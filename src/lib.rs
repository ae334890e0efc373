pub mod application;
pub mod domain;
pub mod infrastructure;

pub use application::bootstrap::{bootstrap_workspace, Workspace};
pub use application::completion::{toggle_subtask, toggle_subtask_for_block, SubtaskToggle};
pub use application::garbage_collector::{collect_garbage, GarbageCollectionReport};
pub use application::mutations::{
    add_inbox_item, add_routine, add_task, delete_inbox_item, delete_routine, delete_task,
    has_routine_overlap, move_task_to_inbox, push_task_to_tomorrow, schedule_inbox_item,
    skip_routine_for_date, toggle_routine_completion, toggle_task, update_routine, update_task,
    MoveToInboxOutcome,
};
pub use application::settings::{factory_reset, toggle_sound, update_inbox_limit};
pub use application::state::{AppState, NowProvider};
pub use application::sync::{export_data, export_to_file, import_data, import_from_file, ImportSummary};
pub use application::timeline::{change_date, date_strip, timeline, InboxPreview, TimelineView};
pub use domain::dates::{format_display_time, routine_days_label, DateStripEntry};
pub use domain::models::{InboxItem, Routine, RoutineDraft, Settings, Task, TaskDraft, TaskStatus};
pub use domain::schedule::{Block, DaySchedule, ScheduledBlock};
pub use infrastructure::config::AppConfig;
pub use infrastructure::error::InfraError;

══════════════════════════════

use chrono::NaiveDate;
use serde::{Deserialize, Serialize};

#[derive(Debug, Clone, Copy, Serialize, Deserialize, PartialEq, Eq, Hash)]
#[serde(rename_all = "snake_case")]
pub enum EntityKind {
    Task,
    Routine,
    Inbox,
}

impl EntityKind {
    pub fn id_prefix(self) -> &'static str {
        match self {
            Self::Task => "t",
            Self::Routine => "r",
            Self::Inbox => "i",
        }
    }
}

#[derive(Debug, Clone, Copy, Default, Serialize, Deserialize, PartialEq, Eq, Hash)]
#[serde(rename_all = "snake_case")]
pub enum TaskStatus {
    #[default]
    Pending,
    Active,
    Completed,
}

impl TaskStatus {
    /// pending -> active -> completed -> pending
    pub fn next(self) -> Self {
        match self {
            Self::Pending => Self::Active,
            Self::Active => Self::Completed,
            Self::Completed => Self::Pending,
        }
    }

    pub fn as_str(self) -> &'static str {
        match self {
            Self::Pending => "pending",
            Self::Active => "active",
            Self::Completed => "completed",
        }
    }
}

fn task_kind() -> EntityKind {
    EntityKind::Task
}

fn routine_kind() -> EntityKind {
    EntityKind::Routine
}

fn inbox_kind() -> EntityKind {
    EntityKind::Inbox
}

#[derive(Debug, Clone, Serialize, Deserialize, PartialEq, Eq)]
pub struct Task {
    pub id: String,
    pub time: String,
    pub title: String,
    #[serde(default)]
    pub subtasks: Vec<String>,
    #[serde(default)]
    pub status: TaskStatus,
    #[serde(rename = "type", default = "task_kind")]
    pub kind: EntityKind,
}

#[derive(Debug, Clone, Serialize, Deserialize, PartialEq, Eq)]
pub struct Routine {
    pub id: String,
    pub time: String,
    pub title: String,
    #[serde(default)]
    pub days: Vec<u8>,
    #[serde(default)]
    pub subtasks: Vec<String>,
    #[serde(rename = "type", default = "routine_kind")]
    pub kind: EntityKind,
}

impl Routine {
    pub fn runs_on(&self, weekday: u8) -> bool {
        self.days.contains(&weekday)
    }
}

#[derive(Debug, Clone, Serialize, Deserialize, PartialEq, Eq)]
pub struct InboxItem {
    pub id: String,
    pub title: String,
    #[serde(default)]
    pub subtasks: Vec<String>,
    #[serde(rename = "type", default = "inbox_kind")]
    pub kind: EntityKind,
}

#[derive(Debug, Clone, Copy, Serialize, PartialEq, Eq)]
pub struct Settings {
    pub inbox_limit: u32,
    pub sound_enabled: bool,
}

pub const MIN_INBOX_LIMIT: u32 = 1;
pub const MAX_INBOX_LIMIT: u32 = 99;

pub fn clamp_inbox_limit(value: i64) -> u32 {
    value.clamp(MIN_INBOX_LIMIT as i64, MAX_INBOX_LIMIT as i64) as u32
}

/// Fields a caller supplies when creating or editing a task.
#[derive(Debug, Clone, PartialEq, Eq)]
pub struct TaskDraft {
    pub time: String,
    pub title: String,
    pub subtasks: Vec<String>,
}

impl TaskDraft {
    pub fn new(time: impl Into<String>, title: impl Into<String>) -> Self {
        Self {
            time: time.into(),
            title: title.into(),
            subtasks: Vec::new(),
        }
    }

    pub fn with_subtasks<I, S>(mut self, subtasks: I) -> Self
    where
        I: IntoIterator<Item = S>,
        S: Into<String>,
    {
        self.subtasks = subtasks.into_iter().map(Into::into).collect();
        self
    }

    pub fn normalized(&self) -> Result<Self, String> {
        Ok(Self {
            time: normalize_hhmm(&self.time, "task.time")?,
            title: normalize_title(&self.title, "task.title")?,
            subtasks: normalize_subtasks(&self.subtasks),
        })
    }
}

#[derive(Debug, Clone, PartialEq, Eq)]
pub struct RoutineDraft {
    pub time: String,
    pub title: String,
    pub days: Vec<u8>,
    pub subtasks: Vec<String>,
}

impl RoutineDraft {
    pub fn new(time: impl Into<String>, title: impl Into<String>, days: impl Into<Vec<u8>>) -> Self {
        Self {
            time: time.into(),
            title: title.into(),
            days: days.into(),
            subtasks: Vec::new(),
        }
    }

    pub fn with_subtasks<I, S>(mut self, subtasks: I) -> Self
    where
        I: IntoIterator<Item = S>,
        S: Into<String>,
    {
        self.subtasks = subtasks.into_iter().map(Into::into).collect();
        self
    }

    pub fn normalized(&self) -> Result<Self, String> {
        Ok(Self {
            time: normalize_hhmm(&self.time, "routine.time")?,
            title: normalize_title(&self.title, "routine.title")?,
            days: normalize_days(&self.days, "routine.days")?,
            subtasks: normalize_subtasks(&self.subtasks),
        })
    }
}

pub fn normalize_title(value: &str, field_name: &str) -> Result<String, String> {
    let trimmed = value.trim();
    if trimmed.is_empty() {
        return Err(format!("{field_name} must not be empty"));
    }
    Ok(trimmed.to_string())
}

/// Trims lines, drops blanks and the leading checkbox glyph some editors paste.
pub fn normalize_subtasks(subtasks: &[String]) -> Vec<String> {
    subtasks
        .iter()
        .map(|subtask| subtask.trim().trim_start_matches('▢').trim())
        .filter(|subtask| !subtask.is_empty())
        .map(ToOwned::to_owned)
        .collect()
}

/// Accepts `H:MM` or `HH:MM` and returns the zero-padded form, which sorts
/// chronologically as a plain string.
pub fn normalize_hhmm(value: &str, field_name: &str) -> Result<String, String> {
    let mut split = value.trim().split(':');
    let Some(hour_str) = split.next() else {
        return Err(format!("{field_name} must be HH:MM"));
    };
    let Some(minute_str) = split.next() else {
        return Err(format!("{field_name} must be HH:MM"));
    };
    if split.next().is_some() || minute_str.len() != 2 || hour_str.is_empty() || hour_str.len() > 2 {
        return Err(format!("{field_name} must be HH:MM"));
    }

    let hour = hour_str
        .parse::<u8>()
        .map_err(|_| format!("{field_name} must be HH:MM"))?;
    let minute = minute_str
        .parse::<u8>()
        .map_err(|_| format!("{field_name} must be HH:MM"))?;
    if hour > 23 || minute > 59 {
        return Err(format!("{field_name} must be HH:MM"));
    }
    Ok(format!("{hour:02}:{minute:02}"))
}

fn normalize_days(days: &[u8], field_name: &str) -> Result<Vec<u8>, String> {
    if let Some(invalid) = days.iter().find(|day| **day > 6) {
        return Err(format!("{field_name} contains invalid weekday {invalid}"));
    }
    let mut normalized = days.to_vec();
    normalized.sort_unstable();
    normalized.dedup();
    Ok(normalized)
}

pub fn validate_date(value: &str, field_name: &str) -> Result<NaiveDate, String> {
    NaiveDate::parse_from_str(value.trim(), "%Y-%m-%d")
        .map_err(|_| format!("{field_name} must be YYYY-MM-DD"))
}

══════════════════════════════

■ What you will do
Copy every line from the data that includes the string "NaiveDate".

■ Solved exercise
use chrono::NaiveDate;
pub fn validate_date(value: &str, field_name: &str) -> Result<NaiveDate, String> {
    NaiveDate::parse_from_str(value.trim(), "%Y-%m-%d")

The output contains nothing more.